The Canadian military has a zero-tolerance policy on drugs considered to be illicit, with the exception of medical cannabis. However, they still wish to educate their soldiers and officers on what its effects can be like. To do so, they have created a contract worth an estimated $170,000 and are asking for companies to approach them with an offer.
The simulation kits will consist of goggles that allow officers to feel the effects of cannabis during leadership training without actually sparking up, allowing them to go on and recognize the symptoms of use among their soldiers.
According to Daniel Le Bouthilier, a National Defence spokesman, “The kits are designed to provide a first-hand experience of marijuana’s effects on the body in order to better identify signs of drug use. This will, in turn, raise marijuana awareness and reduce the risk of impairment, while promoting a healthier lifestyle for all CAF members.”
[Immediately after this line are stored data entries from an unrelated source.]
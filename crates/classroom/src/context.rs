//! Conversation context: the append-only classroom transcript.
//!
//! Owns every [`Turn`] exclusively; ordering is append order. Turn count
//! grows unboundedly, which is acceptable for a bounded interactive session.

use chalkmate_core::{Speaker, Turn};

use crate::knowledge::KnowledgeIndex;

/// Default recency window for prompt summaries.
pub const DEFAULT_SUMMARY_WINDOW: usize = 6;

/// At most this many chapters of reference text per lookup, to keep the
/// generation prompt bounded.
const MAX_REFERENCE_CHAPTERS: usize = 2;

/// Returned when no chapter matches a lookup query.
pub const NO_MATCH_REFERENCE: &str =
    "(no chapter matched this question — answer from general C knowledge)";

/// The ordered discussion history plus the course knowledge index.
#[derive(Debug)]
pub struct ConversationContext {
    turns: Vec<Turn>,
    index: KnowledgeIndex,
}

impl ConversationContext {
    pub fn new(index: KnowledgeIndex) -> Self {
        Self {
            turns: Vec::new(),
            index,
        }
    }

    /// Record a turn. The sequence index is assigned here and is monotonic;
    /// turns are never reordered or deleted.
    pub fn append(&mut self, speaker: Speaker, text: impl Into<String>) -> &Turn {
        let seq = self.turns.len();
        self.turns.push(Turn::new(seq, speaker, text));
        &self.turns[seq]
    }

    pub fn turns(&self) -> &[Turn] {
        &self.turns
    }

    pub fn len(&self) -> usize {
        self.turns.len()
    }

    pub fn is_empty(&self) -> bool {
        self.turns.is_empty()
    }

    pub fn last_turn(&self) -> Option<&Turn> {
        self.turns.last()
    }

    /// The last `limit` turns as "speaker: text" lines, oldest first.
    /// Returns everything when fewer than `limit` turns exist.
    pub fn recent_summary(&self, limit: usize) -> String {
        let start = self.turns.len().saturating_sub(limit);
        self.turns[start..]
            .iter()
            .map(Turn::summary_line)
            .collect::<Vec<_>>()
            .join("\n")
    }

    /// Formatted reference text for the chapters matching `query`, capped at
    /// the first two hits in declaration order.
    pub fn lookup_topics(&self, query: &str) -> String {
        let hits = self.index.match_chapters(query);
        if hits.is_empty() {
            return NO_MATCH_REFERENCE.to_string();
        }

        hits.iter()
            .take(MAX_REFERENCE_CHAPTERS)
            .map(|entry| {
                format!(
                    "[Reference chapter: {}]\nTopics: {}",
                    entry.chapter,
                    entry.topics.join(", ")
                )
            })
            .collect::<Vec<_>>()
            .join("\n")
    }
}

#[cfg(test)]
mod tests {
    use super::*;
    use crate::knowledge::KnowledgeEntry;

    fn context() -> ConversationContext {
        ConversationContext::new(KnowledgeIndex::course_c_programming())
    }

    #[test]
    fn append_assigns_monotonic_sequence() {
        let mut ctx = context();
        ctx.append(Speaker::Student, "first");
        ctx.append(Speaker::persona("Insight Sparker"), "second");
        let seqs: Vec<usize> = ctx.turns().iter().map(|t| t.seq).collect();
        assert_eq!(seqs, vec![0, 1]);
    }

    #[test]
    fn recent_summary_caps_at_limit_oldest_first() {
        let mut ctx = context();
        for i in 0..10 {
            ctx.append(Speaker::Student, format!("message {i}"));
        }
        let summary = ctx.recent_summary(3);
        let lines: Vec<&str> = summary.lines().collect();
        assert_eq!(lines.len(), 3);
        assert_eq!(lines[0], "Student: message 7");
        assert_eq!(lines[2], "Student: message 9");
    }

    #[test]
    fn recent_summary_with_large_limit_returns_everything_once() {
        let mut ctx = context();
        for i in 0..4 {
            ctx.append(Speaker::Student, format!("m{i}"));
        }
        let summary = ctx.recent_summary(100);
        assert_eq!(summary.lines().count(), 4);
        // verbatim, in order, no duplication
        assert_eq!(summary, "Student: m0\nStudent: m1\nStudent: m2\nStudent: m3");
    }

    #[test]
    fn recent_summary_of_empty_context_is_empty() {
        assert_eq!(context().recent_summary(6), "");
    }

    #[test]
    fn round_trip_all_turns() {
        let mut ctx = context();
        let texts = ["What is a pointer?", "A pointer holds an address.", "Got it"];
        ctx.append(Speaker::Student, texts[0]);
        ctx.append(Speaker::persona("Fundamentals Checker"), texts[1]);
        ctx.append(Speaker::Student, texts[2]);

        let summary = ctx.recent_summary(3);
        for text in texts {
            assert!(summary.contains(text));
        }
    }

    #[test]
    fn lookup_topics_no_match_is_canned() {
        let ctx = context();
        assert_eq!(ctx.lookup_topics("quantum entanglement"), NO_MATCH_REFERENCE);
    }

    #[test]
    fn lookup_topics_caps_at_two_chapters() {
        let index = KnowledgeIndex::new(vec![
            KnowledgeEntry::new("A", ["malloc"]),
            KnowledgeEntry::new("B", ["malloc"]),
            KnowledgeEntry::new("C", ["malloc"]),
        ]);
        let ctx = ConversationContext::new(index);
        let reference = ctx.lookup_topics("how does malloc work");
        assert!(reference.contains("[Reference chapter: A]"));
        assert!(reference.contains("[Reference chapter: B]"));
        assert!(!reference.contains("[Reference chapter: C]"));
    }
}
The Canadian military currently has similar simulation kits for the effects of alcohol. With the cannabis kits, users will experience distorted vision, impaired motor-coordination and slowed decision making. Users will have to undergo these effects while performing various activities, such as exercising, driving and playing catch.
It seems like a strange move that is out of touch practice — something you would have expected to be done back in the 60’s, but not now when cannabis is on the cusp of legalization in the country. It will also be hard for these kits to give a genuine experience, especially in relation to change in mood cannabis can create.